Finnish glass designer

Hellin Helena Tynell ( Turpeinen; 10 December 1918 — 18 January 2016) was a notable Finnish glass designer who has been described as a pioneer of Finnish glass art.

==Education==
After completing secondary education in 1938, Helena Tynell went on to study model design at the Central School of Industrial Design (Taideteollisuuskeskuskoulu), now part of the Aalto University School of Arts, Design and Architecture, graduating in 1943.

==Career==
Tynell started her career in 1943 designing for Arabia, a leading Finnish housewares and ceramics manufacturer. At the same time, she also worked for Taito (designers), a design bureau part-owned by her future husband and fellow designer, Paavo Tynell.

In 1946, having decided to focus exclusively on glass, Tynell left Arabia to join a major Finnish glass manufacturer of the time, Riihimäki Glass, where she stayed for most of her career, and created many of her most notable designs.

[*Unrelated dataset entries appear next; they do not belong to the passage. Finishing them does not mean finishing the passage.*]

//! Content hashing for fingerprints and step records.
//!
//! All digests are full 64-character lowercase SHA-256 hex strings.

use std::fs;
use std::io::Read;
use std::path::Path;

use serde::{Deserialize, Serialize};
use sha2::{Digest, Sha256};

/// A full SHA-256 digest of some content.
#[derive(Debug, Clone, PartialEq, Eq, PartialOrd, Ord, Hash, Serialize, Deserialize)]
pub struct ContentHash(pub String);

impl ContentHash {
  pub fn as_str(&self) -> &str {
    &self.0
  }
}

impl std::fmt::Display for ContentHash {
  fn fmt(&self, f: &mut std::fmt::Formatter<'_>) -> std::fmt::Result {
    write!(f, "{}", self.0)
  }
}

#[derive(Debug, thiserror::Error)]
pub enum HashError {
  #[error("failed to walk {root}: {message}")]
  Walk { root: String, message: String },

  #[error("failed to read file {path}: {source}")]
  ReadFile {
    path: String,
    #[source]
    source: std::io::Error,
  },
}

/// Hash a file's contents, streaming it in fixed-size blocks.
pub fn hash_file(path: &Path) -> Result<ContentHash, HashError> {
  let read_err = |source| HashError::ReadFile {
    path: path.display().to_string(),
    source,
  };

  let mut file = fs::File::open(path).map_err(read_err)?;
  let mut hasher = Sha256::new();
  let mut buffer = [0u8; 8192];

  loop {
    let bytes_read = file.read(&mut buffer).map_err(read_err)?;
    if bytes_read == 0 {
      break;
    }
    hasher.update(&buffer[..bytes_read]);
  }

  Ok(ContentHash(hex::encode(hasher.finalize())))
}

#[cfg(test)]
fn hash_bytes(data: &[u8]) -> ContentHash {
  let mut hasher = Sha256::new();
  hasher.update(data);
  ContentHash(hex::encode(hasher.finalize()))
}

/// Hash an ordered list of labelled parts.
///
/// Each part is framed as `label=value\n` so that moving text between
/// adjacent parts changes the digest.
pub fn hash_parts<'a, I>(parts: I) -> ContentHash
where
  I: IntoIterator<Item = (&'a str, &'a str)>,
{
  let mut hasher = Sha256::new();
  for (label, value) in parts {
    hasher.update(label.as_bytes());
    hasher.update(b"=");
    hasher.update(value.as_bytes());
    hasher.update(b"\n");
  }
  ContentHash(hex::encode(hasher.finalize()))
}
mod build;
mod info;
mod plan;

use std::path::Path;

use anyhow::{Context, Result};
use jsforge_lib::config::{EnvSnapshot, PipelineConfig, Settings};

pub use build::cmd_build;
pub use info::cmd_info;
pub use plan::cmd_plan;

/// Resolve the session configuration from the settings file and the
/// process environment.
pub fn load_config(project_root: &Path, settings_path: Option<&Path>) -> Result<PipelineConfig> {
  let settings = Settings::load_or_default(project_root, settings_path).context("Failed to load settings")?;
  PipelineConfig::resolve(project_root, settings, EnvSnapshot::capture()).context("Failed to resolve configuration")
}
//! Shared helpers for unit tests.

use std::path::{Path, PathBuf};

use crate::config::{EnvSnapshot, PipelineConfig, Settings};

/// Settings rooted in a scratch project: no retry delay and the archive host
/// pointed at `host` (usually a mock server).
pub fn test_settings(host: &str) -> Settings {
  let mut settings = Settings::default();
  settings.engine.host = host.to_string();
  settings.fetch.retry_delay_ms = 0;
  settings.fetch.timeout_secs = 10;
  settings
}

/// Resolve a config for a scratch project with its SDK at `<root>/sdk`.
pub fn test_config(root: &Path, settings: Settings) -> PipelineConfig {
  let env = EnvSnapshot {
    sdk_root: Some(root.join("sdk")),
    ..EnvSnapshot::default()
  };
  PipelineConfig::resolve(root, settings, env).unwrap()
}

/// Like [`test_config`], with the source tree supplied through the override
/// variable.
pub fn test_config_with_override(root: &Path, settings: Settings, override_dir: PathBuf) -> PipelineConfig {
  let env = EnvSnapshot {
    sdk_root: Some(root.join("sdk")),
    override_dir: Some(override_dir),
    ..EnvSnapshot::default()
  };
  PipelineConfig::resolve(root, settings, env).unwrap()
}

/// Write a file, creating parent directories.
pub fn write_file(path: &Path, content: &str) {
  if let Some(parent) = path.parent() {
    std::fs::create_dir_all(parent).unwrap();
  }
  std::fs::write(path, content).unwrap();
}

/// Write an executable shell script.
#[cfg(unix)]
pub fn write_script(path: &Path, body: &str) {
  use std::os::unix::fs::PermissionsExt;

  write_file(path, &format!("#!/bin/sh\n{}\n", body));
  let mut perms = std::fs::metadata(path).unwrap().permissions();
  perms.set_mode(0o755);
  std::fs::set_permissions(path, perms).unwrap();
}

/// Non-empty lines of a call log written by a fake tool.
pub fn read_lines(path: &Path) -> Vec<String> {
  std::fs::read_to_string(path)
    .unwrap_or_default()
    .lines()
    .filter(|l| !l.is_empty())
    .map(str::to_string)
    .collect()
}
//! Every path the pipeline reads or writes, computed once per session.
//!
//! # Layout
//!
//! ```text
//! <project>/
//! ├── sdks/download/<project>-<version>.tar.gz    # fetch (+ .meta.json)
//! ├── sdks/hermes/                                # unpack (or the override dir)
//! └── build/
//!     ├── hermes/                                 # configure output tree
//!     │   └── bin/hermesc                         # compiled artifact
//!     ├── prefab-headers/                         # staged headers
//!     ├── configure-hermesc.log
//!     ├── build-hermesc.log
//!     ├── build-hermesc.error.log
//!     └── .jsforge/steps/<step>.json              # up-to-date records
//! <sdk>/cmake/<cmake-version>/bin/cmake           # provisioned toolchain
//! ```

use std::path::{Path, PathBuf};

use serde::Serialize;

use crate::config::{EnvSnapshot, Settings};
use crate::consts::STATE_DIR;
use crate::version::VersionDescriptor;

#[derive(Debug, Clone, PartialEq, Eq, Serialize)]
pub struct Layout {
  pub downloads_dir: PathBuf,
  pub archive_path: PathBuf,
  pub source_dir: PathBuf,
  pub build_root: PathBuf,
  /// Output tree of the configure step.
  pub engine_build_dir: PathBuf,
  pub artifact_path: PathBuf,
  pub headers_dir: PathBuf,
  pub interface_dir: PathBuf,
  pub configure_log: PathBuf,
  pub compile_log: PathBuf,
  pub compile_error_log: PathBuf,
  pub state_dir: PathBuf,
  pub sdk_root: PathBuf,
  pub cmake_dir: PathBuf,
  pub cmake_binary: PathBuf,
}

impl Layout {
  pub fn resolve(
    project_root: &Path,
    settings: &Settings,
    env: &EnvSnapshot,
    version: &VersionDescriptor,
    sdk_root: &Path,
  ) -> Self {
    let engine = &settings.engine;
    let paths = &settings.paths;

    let downloads_dir = project_root.join(env.downloads_dir.as_ref().unwrap_or(&paths.downloads_dir));
    let source_dir = project_root.join(env.override_dir.as_ref().unwrap_or(&paths.source_dir));
    let build_root = project_root.join(&paths.build_dir);
    let engine_build_dir = build_root.join(&engine.project);
    let cmake_dir = sdk_root.join("cmake").join(&settings.toolchain.cmake_version);

    Self {
      archive_path: downloads_dir.join(archive_file_name(&engine.project, version)),
      downloads_dir,
      source_dir,
      artifact_path: engine_build_dir
        .join("bin")
        .join(format!("{}{}", engine.target, std::env::consts::EXE_SUFFIX)),
      engine_build_dir,
      headers_dir: build_root.join("prefab-headers"),
      interface_dir: project_root.join(&paths.interface_dir),
      configure_log: build_root.join(format!("configure-{}.log", engine.target)),
      compile_log: build_root.join(format!("build-{}.log", engine.target)),
      compile_error_log: build_root.join(format!("build-{}.error.log", engine.target)),
      state_dir: build_root.join(STATE_DIR).join("steps"),
      build_root,
      sdk_root: sdk_root.to_path_buf(),
      cmake_binary: cmake_dir
        .join("bin")
        .join(format!("cmake{}", std::env::consts::EXE_SUFFIX)),
      cmake_dir,
    }
  }

  /// Sidecar file holding the conditional-fetch metadata of the archive.
  pub fn archive_meta_path(&self) -> PathBuf {
    let mut name = self.archive_path.file_name().unwrap_or_default().to_os_string();
    name.push(".meta.json");
    self.archive_path.with_file_name(name)
  }

  /// Up-to-date record of a step.
  pub fn record_path(&self, step: &str) -> PathBuf {
    self.state_dir.join(format!("{}.json", step))
  }
}

/// Archive file name; includes the version so different versions never share
/// a cached archive.
pub fn archive_file_name(project: &str, version: &VersionDescriptor) -> String {
  format!("{}-{}.tar.gz", project, version.file_safe())
}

Finally, in 1976, she moved to Germany, to design for Glashütte Limburg, among others, until her retirement in the early 1990s.

==Legacy==
Tynell is best known for practical designs, purposefully created for large-scale manufacturing and everyday use. However, she herself was more interested in glass sculpture, experimenting with abstract forms, and other artistic pursuits, using both casting and blowing as well as other techniques.

One of her best-known designs is a vase called Aurinkopullo ('Sun Bottle'), which was produced in the 1960s and 70s in at least 19 different colours and several sizes. In 2018, to mark the 100th anniversary of Tynell's birth, a limited run of 300 pieces was produced.

Tynell's 20th anniversary retrospective exhibition at the Strindbergin taidesalonki ('Strindberg Art Salon') in Helsinki was the first time glass was exhibited in a fine arts gallery in Finland, signifying a certain “coming of age” of Finnish glass art.

She exhibited extensively in Finland and internationally. Her works are included in the permanent collections of the Design Museum, Helsinki, the Nationalmuseum in Stockholm, and the Corning Museum of Glass in Corning, NY, USA.